(Beginning of Task inputs)

use super::{MAX_ENCODED_BYTES, STORE_FORMAT_VERSION, decode, encode_within};
use crate::snapshot::Snapshot;
use crate::utils;
use anyhow::{Context, Result, bail};
use chrono::{DateTime, Utc};
use dashmap::DashMap;
use fs4::fs_std::FileExt;
use serde::{Deserialize, Serialize};
use std::fs::{self, File, OpenOptions};
use std::io::{ErrorKind, Write};
use std::path::{Path, PathBuf};
use std::sync::{Arc, Mutex, PoisonError};
use tempfile::NamedTempFile;
use xxhash_rust::xxh3::xxh3_64;

/// Directory holding `<name>.snap` files.
const SNAPSHOTS_DIR: &str = "snapshots";

/// Directory holding per-name writer locks.
const LOCKS_DIR: &str = "locks";

/// Extension of snapshot files.
const SNAPSHOT_EXT: &str = "snap";

/// Longest accepted snapshot name.
const MAX_NAME_LEN: usize = 128;

#[derive(Serialize)]
struct EnvelopeRef<'a> {
    format_version: u32,
    name: &'a str,
    snapshot: &'a Snapshot,
}

#[derive(Deserialize)]
struct Envelope {
    format_version: u32,
    name: String,
    snapshot: Snapshot,
}

/// Listing entry for one stored snapshot.
#[derive(Debug, Clone, PartialEq, Eq)]
pub struct StoredSnapshotInfo {
    /// Slot name
    pub name: String,
    /// When the snapshot was captured
    pub captured_at: DateTime<Utc>,
    /// Root the snapshot describes
    pub root: PathBuf,
    /// Number of files recorded
    pub file_count: usize,
}

/// Directory-backed store of named snapshots.
///
/// Each name owns one slot; saving overwrites it whole. Writes go to a
/// temporary file that is renamed over the slot, so a concurrent `load`
/// sees either the old or the new snapshot, never a mix. Saves to the same
/// name are serialized within the process (per-name mutex) and across
/// processes (advisory file lock). Clones share the mutex table.
#[derive(Debug, Clone)]
pub struct SnapshotStore {
    dir: PathBuf,
    compression_level: i32,
    max_bytes: usize,
    writers: Arc<DashMap<String, Arc<Mutex<()>>>>,
}

impl SnapshotStore {
    /// Create a store rooted at `dir`. Nothing is touched on disk until the
    /// first save.
    #[must_use]
    pub fn new(dir: PathBuf, compression_level: i32) -> Self {
        Self {
            dir,
            compression_level,
            max_bytes: MAX_ENCODED_BYTES,
            writers: Arc::new(DashMap::new()),
        }
    }

    /// Lower the size bound for saved records.
    #[cfg(test)]
    pub(crate) const fn with_max_bytes(mut self, max_bytes: usize) -> Self {
        self.max_bytes = max_bytes;
        self
    }

    /// Store directory.
    #[must_use]
    pub fn path(&self) -> &Path {
        &self.dir
    }

    /// Name of the slot that holds the last scan of `root`.
    #[must_use]
    pub fn slot_for_root(root: &Path) -> String {
        let resolved = utils::resolve_root(root);
        let hash = xxh3_64(resolved.to_string_lossy().as_bytes());
        format!("root-{hash:016x}")
    }

    /// Check that `name` can be used as a slot name.
    ///
    /// # Errors
    ///
    /// Returns an error if the name is empty, too long, starts with a dot or
    /// contains characters other than ASCII letters, digits, `.`, `_`, `-`.
    pub fn validate_name(name: &str) -> Result<()> {
        if name.is_empty() {
            bail!("Snapshot name cannot be empty");
        }
        if name.len() > MAX_NAME_LEN {
            bail!("Snapshot name is longer than {MAX_NAME_LEN} characters");
        }
        if utils::is_hidden_component(name) {
            bail!("Snapshot name cannot start with '.': {name}");
        }
        if let Some(bad) = name
            .chars()
            .find(|c| !(c.is_ascii_alphanumeric() || matches!(c, '.' | '_' | '-')))
        {
            bail!("Snapshot name contains invalid character {bad:?}: {name}");
        }
        Ok(())
    }

    /// Persist `snapshot` under `name`, replacing whatever was there.
    ///
    /// # Errors
    ///
    /// Returns an error if the name is invalid, the snapshot is too large to
    /// be read back, or the store directory cannot be written.
    pub fn save(&self, name: &str, snapshot: &Snapshot) -> Result<()> {
        Self::validate_name(name)?;

        let snapshots_dir = self.dir.join(SNAPSHOTS_DIR);
        fs::create_dir_all(&snapshots_dir).with_context(|| {
            format!(
                "Failed to create snapshot directory: {}",
                snapshots_dir.display()
            )
        })?;

        let bytes = encode_within(
            &EnvelopeRef {
                format_version: STORE_FORMAT_VERSION,
                name,
                snapshot,
            },
            self.compression_level,
            self.max_bytes,
        )
        .with_context(|| format!("Failed to save snapshot '{name}'"))?;

        let writer = Arc::clone(&self.writers.entry(name.to_string()).or_default());
        let _guard = writer.lock().unwrap_or_else(PoisonError::into_inner);
        let _file_lock = self.lock_slot(name)?;

        let target = self.snapshot_path(name);
        let mut temp = NamedTempFile::new_in(&snapshots_dir)
            .context("Failed to create temporary snapshot file")?;
        temp.write_all(&bytes)
            .context("Failed to write snapshot data")?;
        temp.as_file()
            .sync_all()
            .context("Failed to flush snapshot data")?;
        temp.persist(&target)
            .map_err(|e| e.error)
            .with_context(|| format!("Failed to replace snapshot: {}", target.display()))?;

        tracing::debug!(
            name,
            files = snapshot.len(),
            bytes = bytes.len(),
            "Saved snapshot"
        );
        Ok(())
    }

    /// Load the snapshot stored under `name`.
    ///
    /// Missing, unreadable, corrupt and wrong-version records all come back
    /// as `None`; the caller recovers by scanning again.
    #[must_use]
    pub fn load(&self, name: &str) -> Option<Snapshot> {
        if Self::validate_name(name).is_err() {
            return None;
        }
        let path = self.snapshot_path(name);

        let bytes = match fs::read(&path) {
            Ok(bytes) => bytes,
            Err(e) if e.kind() == ErrorKind::NotFound => return None,
            Err(e) => {
                tracing::warn!(name, error = %e, "Failed to read stored snapshot");
                return None;
            }
        };

        match decode::<Envelope>(&bytes) {
            Ok(envelope) if envelope.format_version == STORE_FORMAT_VERSION => {
                if envelope.name != name {
                    tracing::debug!(name, stored = %envelope.name, "Snapshot file was renamed");
                }
                Some(envelope.snapshot)
            }
            Ok(envelope) => {
                tracing::warn!(
                    name,
                    version = envelope.format_version,
                    expected = STORE_FORMAT_VERSION,
                    "Ignoring snapshot with unsupported format version"
                );
                None
            }
            Err(e) => {
                tracing::warn!(name, error = %e, "Ignoring corrupt snapshot");
                None
            }
        }
    }

    /// Load `name` only if it describes `root`.
    #[must_use]
    pub fn load_for_root(&self, name: &str, root: &Path) -> Option<Snapshot> {
        let resolved = utils::resolve_root(root);
        self.load(name).filter(|s| s.root() == resolved.as_path())
    }

    /// All readable snapshots, oldest capture first.
    ///
    /// # Errors
    ///
    /// Returns an error if the snapshot directory exists but cannot be read.
    pub fn list(&self) -> Result<Vec<StoredSnapshotInfo>> {
        let snapshots_dir = self.dir.join(SNAPSHOTS_DIR);
        if !snapshots_dir.exists() {
            return Ok(Vec::new());
        }

        let entries = fs::read_dir(&snapshots_dir).with_context(|| {
            format!(
                "Failed to read snapshot directory: {}",
                snapshots_dir.display()
            )
        })?;

        let mut infos = Vec::new();
        for entry in entries.flatten() {
            let path = entry.path();
            if path.extension().and_then(|s| s.to_str()) != Some(SNAPSHOT_EXT) {
                continue;
            }
            let Some(name) = path.file_stem().and_then(|s| s.to_str()) else {
                continue;
            };
            if let Some(snapshot) = self.load(name) {
                infos.push(StoredSnapshotInfo {
                    name: name.to_string(),
                    captured_at: snapshot.captured_at(),
                    root: snapshot.root().to_path_buf(),
                    file_count: snapshot.len(),
                });
            }
        }

        infos.sort_by(|a, b| {
            a.captured_at
                .cmp(&b.captured_at)
                .then_with(|| a.name.cmp(&b.name))
        });
        Ok(infos)
    }

    /// Delete the slot `name`. Returns whether anything was removed.
    ///
    /// # Errors
    ///
    /// Returns an error if the name is invalid or the file cannot be removed.
    pub fn remove(&self, name: &str) -> Result<bool> {
        Self::validate_name(name)?;

        let writer = Arc::clone(&self.writers.entry(name.to_string()).or_default());
        let _guard = writer.lock().unwrap_or_else(PoisonError::into_inner);

        let path = self.snapshot_path(name);
        match fs::remove_file(&path) {
            Ok(()) => Ok(true),
            Err(e) if e.kind() == ErrorKind::NotFound => Ok(false),
            Err(e) => Err(e)
                .with_context(|| format!("Failed to remove snapshot: {}", path.display())),
        }
    }

    fn snapshot_path(&self, name: &str) -> PathBuf {
        self.dir
            .join(SNAPSHOTS_DIR)
            .join(format!("{name}.{SNAPSHOT_EXT}"))
    }

    /// Take the cross-process writer lock for a slot. Released when the
    /// returned handle is dropped.
    fn lock_slot(&self, name: &str) -> Result<File> {
        let locks_dir = self.dir.join(LOCKS_DIR);
        fs::create_dir_all(&locks_dir).context("Failed to create locks directory")?;

        let lock_path = locks_dir.join(format!("{name}.lock"));
        let file = OpenOptions::new()
            .create(true)
            .truncate(false)
            .write(true)
            .open(&lock_path)
            .with_context(|| format!("Failed to open lock file: {}", lock_path.display()))?;
        file.lock_exclusive()
            .with_context(|| format!("Failed to lock snapshot slot: {name}"))?;
        Ok(file)
    }
}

(End of Task inputs)

## What to produce
Could you return all lines from the data above that contain the string "StoredSnapshotInfo"?

## Answer
pub struct StoredSnapshotInfo {
    pub fn list(&self) -> Result<Vec<StoredSnapshotInfo>> {
                infos.push(StoredSnapshotInfo {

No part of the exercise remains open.